→ **EXERCISE GOAL**
In how many lines of the records does "through" appear? Answer with one number.

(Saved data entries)
# # #

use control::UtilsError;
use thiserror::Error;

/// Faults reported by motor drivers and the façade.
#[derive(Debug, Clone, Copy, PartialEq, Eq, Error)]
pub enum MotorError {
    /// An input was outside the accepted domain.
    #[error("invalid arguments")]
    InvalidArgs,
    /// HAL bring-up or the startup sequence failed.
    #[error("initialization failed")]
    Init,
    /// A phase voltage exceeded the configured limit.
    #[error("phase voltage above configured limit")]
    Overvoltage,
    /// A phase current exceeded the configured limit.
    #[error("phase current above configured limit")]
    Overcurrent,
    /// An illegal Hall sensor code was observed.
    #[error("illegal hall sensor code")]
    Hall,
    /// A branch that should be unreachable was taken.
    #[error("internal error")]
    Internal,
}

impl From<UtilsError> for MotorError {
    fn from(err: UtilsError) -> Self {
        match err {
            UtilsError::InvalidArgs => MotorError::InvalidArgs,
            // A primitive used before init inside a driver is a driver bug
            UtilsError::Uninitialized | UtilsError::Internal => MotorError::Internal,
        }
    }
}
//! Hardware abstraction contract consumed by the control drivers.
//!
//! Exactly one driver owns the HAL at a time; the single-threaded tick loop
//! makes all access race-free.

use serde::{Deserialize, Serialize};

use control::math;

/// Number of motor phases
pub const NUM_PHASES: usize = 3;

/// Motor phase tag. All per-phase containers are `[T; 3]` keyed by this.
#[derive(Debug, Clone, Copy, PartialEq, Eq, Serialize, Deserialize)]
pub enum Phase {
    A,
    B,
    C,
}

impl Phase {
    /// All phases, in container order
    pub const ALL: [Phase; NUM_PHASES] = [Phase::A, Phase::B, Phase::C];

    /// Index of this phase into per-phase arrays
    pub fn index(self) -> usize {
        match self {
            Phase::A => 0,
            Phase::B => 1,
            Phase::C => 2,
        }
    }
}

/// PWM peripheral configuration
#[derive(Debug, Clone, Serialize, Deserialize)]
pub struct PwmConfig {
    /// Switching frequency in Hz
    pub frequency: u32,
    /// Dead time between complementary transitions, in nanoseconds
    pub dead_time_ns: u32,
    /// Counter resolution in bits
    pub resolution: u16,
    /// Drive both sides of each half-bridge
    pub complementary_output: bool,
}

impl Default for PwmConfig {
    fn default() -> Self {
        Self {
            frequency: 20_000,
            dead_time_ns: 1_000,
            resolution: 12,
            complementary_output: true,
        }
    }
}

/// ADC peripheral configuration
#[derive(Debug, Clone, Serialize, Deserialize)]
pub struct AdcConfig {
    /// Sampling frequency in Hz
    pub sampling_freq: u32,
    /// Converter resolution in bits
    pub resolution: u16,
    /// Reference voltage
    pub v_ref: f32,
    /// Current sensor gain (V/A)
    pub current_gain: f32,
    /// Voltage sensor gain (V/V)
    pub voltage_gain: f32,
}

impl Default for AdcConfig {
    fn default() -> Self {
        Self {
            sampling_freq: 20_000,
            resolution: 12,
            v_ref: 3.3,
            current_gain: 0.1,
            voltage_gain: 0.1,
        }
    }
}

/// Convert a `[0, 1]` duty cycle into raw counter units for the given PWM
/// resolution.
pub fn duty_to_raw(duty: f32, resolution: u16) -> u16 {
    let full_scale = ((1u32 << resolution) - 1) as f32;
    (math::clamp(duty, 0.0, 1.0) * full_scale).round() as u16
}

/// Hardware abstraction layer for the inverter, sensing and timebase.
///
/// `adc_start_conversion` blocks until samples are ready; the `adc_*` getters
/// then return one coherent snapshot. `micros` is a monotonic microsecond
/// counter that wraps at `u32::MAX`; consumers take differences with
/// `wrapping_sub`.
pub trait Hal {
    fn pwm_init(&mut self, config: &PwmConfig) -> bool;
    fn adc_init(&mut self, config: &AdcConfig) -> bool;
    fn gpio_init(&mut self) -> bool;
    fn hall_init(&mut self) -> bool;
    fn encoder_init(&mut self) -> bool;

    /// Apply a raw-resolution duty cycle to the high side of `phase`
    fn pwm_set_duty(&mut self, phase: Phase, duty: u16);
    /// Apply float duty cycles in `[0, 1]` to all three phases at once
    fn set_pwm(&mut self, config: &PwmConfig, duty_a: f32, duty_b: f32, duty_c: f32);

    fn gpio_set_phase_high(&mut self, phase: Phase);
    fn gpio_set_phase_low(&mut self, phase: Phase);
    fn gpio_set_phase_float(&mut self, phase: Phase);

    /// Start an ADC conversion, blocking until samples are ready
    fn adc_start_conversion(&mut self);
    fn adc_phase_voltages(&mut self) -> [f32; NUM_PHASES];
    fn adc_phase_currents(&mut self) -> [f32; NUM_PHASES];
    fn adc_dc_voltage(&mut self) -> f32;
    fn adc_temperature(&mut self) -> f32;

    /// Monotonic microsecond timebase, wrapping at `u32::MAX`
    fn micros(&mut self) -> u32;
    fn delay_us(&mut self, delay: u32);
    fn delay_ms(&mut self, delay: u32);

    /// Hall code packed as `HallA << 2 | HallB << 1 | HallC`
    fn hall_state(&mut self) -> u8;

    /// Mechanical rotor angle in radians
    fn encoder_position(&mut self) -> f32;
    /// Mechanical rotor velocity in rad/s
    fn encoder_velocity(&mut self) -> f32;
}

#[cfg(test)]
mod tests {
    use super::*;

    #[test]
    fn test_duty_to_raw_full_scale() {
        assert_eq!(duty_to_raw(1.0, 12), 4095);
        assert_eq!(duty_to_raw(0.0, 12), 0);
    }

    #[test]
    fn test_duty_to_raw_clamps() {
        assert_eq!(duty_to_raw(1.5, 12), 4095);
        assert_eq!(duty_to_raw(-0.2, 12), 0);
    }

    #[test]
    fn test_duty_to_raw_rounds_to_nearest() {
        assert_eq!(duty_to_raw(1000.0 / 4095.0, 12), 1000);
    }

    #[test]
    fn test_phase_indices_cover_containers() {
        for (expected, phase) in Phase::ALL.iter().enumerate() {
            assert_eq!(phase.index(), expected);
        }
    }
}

# # #

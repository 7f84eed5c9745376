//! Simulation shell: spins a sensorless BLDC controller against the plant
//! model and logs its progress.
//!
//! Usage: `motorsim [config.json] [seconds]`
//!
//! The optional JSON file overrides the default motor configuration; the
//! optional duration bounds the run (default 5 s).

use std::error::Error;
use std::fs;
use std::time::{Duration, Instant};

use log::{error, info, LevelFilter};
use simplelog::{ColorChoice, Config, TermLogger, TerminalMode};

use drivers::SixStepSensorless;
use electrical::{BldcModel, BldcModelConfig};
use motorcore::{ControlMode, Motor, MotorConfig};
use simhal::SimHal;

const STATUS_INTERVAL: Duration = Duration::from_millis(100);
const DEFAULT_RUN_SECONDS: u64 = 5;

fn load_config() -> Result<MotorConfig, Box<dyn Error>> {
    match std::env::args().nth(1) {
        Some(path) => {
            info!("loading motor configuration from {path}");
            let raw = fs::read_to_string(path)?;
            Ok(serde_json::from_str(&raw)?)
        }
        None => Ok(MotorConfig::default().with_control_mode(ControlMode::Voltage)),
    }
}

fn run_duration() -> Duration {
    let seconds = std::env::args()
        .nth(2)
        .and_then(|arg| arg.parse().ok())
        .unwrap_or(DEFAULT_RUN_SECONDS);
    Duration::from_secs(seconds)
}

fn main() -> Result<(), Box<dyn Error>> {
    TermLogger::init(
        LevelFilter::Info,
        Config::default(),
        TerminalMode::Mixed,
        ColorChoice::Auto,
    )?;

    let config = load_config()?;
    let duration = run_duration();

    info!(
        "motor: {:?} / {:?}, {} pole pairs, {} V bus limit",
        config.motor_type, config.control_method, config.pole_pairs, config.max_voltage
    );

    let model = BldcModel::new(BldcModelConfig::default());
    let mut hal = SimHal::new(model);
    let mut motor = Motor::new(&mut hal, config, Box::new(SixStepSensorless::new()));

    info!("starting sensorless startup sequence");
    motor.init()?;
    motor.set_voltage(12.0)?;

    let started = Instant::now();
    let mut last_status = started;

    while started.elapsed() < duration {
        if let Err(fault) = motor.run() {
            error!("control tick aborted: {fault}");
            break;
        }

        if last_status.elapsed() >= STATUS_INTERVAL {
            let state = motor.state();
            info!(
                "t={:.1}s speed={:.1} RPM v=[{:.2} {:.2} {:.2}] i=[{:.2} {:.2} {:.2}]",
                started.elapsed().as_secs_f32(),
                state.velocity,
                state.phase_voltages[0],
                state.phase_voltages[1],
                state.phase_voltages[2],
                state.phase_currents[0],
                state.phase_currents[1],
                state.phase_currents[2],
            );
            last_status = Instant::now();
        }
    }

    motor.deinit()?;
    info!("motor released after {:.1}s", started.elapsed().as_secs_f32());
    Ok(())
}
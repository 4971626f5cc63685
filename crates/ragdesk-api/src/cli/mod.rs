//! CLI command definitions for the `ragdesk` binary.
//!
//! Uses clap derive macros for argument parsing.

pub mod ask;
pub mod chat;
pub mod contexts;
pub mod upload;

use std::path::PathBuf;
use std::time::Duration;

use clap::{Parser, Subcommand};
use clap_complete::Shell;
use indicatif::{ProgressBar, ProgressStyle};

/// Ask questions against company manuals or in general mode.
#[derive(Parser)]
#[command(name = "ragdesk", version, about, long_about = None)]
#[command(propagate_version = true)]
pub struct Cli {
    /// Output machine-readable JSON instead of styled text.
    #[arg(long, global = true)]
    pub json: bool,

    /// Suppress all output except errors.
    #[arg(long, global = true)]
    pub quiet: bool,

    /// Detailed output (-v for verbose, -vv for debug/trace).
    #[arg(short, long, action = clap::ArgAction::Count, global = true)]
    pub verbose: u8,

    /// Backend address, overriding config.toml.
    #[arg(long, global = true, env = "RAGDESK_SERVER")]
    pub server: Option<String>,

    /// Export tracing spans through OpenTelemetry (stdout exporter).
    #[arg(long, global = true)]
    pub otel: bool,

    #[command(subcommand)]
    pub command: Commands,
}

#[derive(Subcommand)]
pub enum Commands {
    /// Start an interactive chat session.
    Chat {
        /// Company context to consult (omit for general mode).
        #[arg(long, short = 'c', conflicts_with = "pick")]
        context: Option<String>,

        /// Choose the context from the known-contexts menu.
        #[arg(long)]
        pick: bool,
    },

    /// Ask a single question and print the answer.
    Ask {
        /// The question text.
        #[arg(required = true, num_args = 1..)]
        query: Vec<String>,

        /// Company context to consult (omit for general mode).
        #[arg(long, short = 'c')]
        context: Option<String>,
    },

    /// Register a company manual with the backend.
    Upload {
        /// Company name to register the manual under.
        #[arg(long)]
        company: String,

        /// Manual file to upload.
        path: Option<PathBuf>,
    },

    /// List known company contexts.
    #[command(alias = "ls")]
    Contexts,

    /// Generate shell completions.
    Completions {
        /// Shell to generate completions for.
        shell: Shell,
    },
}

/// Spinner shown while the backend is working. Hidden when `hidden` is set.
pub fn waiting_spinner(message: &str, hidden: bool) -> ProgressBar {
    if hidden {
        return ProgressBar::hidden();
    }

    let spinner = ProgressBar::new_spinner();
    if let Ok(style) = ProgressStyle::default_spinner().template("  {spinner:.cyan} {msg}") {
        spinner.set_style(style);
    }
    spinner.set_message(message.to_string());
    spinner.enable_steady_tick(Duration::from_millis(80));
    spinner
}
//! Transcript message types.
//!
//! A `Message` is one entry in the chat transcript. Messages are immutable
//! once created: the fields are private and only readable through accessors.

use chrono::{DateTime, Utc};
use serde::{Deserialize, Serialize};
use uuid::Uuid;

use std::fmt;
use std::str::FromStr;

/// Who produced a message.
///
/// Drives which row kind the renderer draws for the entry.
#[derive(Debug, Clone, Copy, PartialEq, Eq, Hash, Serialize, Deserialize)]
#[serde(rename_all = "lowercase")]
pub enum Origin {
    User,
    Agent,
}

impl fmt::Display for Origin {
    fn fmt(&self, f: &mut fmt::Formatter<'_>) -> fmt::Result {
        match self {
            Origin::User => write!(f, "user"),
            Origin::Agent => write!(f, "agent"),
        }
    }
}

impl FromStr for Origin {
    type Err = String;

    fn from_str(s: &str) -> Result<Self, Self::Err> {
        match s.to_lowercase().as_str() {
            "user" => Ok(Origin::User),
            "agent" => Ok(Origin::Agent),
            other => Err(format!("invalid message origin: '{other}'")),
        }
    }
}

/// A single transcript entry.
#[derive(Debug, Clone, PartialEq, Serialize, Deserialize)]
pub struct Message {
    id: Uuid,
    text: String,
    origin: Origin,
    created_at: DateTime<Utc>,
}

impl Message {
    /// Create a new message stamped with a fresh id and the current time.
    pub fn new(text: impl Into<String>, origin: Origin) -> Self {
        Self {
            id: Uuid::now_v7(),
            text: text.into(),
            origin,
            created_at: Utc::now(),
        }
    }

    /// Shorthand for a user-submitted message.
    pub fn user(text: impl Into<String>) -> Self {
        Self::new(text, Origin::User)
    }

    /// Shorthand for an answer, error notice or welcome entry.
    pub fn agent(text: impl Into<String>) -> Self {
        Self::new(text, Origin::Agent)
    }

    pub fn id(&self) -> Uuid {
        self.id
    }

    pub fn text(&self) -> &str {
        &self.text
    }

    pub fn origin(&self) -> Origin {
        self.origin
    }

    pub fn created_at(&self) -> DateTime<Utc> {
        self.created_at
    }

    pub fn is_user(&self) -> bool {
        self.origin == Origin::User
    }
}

# # #

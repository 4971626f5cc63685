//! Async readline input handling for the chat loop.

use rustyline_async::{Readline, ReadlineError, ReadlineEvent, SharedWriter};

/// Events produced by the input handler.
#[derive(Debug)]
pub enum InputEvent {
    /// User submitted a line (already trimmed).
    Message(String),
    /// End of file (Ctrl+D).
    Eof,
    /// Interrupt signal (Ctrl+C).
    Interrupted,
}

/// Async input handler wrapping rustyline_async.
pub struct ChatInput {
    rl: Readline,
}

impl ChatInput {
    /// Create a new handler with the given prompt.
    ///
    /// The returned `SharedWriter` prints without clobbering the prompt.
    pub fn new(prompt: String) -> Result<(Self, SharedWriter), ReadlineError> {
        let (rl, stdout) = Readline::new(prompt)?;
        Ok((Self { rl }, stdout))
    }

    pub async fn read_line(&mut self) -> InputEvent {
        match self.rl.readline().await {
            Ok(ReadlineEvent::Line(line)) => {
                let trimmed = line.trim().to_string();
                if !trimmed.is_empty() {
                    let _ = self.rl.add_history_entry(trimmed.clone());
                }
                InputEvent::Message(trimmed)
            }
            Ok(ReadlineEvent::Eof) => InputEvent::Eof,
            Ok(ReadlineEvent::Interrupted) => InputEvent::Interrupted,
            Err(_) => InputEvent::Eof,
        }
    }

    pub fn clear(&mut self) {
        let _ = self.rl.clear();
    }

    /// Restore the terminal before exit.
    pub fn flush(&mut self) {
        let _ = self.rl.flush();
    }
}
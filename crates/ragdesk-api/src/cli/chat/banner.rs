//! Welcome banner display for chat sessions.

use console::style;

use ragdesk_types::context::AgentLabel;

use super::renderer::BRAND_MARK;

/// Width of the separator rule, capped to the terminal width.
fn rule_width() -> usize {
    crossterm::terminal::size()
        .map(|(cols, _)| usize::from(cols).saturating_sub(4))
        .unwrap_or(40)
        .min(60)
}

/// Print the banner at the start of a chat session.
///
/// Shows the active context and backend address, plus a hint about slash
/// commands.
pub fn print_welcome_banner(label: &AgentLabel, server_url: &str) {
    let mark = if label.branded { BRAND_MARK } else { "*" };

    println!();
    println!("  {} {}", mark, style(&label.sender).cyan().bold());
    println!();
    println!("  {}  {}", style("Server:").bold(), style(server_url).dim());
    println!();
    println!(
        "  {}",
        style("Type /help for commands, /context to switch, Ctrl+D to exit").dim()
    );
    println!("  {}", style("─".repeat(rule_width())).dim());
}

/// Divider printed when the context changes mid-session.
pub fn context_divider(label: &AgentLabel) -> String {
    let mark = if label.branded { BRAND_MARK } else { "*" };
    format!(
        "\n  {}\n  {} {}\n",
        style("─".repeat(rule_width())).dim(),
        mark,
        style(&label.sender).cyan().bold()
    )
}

# # #

→ **EXERCISE ANSWER**
2